Given information

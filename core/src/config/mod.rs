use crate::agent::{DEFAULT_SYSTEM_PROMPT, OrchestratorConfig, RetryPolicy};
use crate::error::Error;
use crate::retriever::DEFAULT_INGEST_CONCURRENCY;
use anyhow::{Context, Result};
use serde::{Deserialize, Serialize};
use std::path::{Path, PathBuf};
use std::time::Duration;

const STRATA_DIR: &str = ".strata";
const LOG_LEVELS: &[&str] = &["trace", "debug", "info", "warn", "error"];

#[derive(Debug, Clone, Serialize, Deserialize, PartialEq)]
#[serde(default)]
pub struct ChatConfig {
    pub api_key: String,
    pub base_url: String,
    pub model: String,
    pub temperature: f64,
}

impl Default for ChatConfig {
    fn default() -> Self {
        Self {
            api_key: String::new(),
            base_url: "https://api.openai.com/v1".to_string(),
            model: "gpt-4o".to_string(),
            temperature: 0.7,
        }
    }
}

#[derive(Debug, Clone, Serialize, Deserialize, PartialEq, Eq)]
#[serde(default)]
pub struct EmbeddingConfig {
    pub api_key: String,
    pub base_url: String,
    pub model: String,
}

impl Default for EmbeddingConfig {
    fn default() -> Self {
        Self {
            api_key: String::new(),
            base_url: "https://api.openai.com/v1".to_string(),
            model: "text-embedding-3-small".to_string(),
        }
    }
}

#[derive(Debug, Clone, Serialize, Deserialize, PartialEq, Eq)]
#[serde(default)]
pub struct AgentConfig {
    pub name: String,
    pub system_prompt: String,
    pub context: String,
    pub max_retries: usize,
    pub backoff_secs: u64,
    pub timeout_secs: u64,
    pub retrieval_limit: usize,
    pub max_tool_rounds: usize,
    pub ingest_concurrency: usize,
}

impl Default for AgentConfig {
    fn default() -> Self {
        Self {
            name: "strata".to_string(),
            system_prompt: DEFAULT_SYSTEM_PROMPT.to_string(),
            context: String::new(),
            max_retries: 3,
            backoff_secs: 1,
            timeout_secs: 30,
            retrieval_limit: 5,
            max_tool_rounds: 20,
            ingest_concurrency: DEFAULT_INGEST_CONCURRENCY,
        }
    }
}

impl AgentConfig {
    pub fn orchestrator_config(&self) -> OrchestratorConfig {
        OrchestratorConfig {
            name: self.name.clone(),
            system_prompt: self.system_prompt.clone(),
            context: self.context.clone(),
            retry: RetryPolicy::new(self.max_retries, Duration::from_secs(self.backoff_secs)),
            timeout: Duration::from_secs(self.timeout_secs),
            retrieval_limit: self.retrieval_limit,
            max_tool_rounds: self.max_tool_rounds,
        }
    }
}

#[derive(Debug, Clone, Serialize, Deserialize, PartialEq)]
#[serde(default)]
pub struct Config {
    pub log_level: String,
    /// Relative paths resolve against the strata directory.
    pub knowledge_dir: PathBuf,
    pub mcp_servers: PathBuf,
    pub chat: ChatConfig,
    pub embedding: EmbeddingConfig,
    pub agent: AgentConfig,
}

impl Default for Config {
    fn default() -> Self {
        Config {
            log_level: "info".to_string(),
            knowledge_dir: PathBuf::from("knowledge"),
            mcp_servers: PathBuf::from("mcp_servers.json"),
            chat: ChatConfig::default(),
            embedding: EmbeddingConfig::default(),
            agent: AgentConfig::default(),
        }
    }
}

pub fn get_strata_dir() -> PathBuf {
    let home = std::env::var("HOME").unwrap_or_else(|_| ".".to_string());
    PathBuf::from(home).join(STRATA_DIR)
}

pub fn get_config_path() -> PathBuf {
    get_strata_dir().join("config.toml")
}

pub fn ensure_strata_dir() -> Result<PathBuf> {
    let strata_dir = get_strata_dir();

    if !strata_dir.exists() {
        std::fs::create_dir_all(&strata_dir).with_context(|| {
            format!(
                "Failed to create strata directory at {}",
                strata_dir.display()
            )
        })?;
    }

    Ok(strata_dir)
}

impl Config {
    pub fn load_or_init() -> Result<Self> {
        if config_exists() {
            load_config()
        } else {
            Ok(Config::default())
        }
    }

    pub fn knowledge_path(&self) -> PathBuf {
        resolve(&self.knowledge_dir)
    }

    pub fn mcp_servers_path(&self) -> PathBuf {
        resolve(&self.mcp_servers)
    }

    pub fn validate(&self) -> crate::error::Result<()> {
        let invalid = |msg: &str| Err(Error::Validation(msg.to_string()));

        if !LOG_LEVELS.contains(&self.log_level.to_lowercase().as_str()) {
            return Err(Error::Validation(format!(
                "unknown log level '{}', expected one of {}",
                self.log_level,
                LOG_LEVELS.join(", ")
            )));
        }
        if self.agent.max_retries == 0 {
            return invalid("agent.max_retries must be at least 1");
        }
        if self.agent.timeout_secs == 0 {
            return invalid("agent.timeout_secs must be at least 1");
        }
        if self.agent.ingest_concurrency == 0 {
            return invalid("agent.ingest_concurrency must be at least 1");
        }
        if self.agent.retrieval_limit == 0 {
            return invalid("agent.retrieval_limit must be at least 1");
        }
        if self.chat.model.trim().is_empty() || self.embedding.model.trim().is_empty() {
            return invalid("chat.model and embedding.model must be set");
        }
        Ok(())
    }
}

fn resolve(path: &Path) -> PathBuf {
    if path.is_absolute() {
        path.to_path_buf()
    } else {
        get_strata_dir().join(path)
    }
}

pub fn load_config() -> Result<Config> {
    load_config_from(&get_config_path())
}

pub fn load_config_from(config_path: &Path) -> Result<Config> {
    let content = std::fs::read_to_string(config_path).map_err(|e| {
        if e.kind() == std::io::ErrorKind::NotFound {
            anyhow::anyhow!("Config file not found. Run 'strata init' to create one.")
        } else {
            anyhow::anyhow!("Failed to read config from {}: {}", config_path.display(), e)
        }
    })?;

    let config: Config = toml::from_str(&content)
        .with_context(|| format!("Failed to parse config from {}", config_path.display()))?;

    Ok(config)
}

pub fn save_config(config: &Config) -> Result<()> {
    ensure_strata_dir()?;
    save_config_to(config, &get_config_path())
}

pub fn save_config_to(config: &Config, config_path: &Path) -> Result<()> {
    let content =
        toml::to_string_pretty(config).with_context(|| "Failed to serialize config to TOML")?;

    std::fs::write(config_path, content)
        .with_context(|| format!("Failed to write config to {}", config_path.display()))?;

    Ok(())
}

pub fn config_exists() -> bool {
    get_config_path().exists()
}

Work order
Return only what runs from the line containing "std::fs::write(config_path, content)" to the last line of the records above, both ends included, exactly as written.

Your solution
    std::fs::write(config_path, content)
        .with_context(|| format!("Failed to write config to {}", config_path.display()))?;

    Ok(())
}

pub fn config_exists() -> bool {
    get_config_path().exists()
}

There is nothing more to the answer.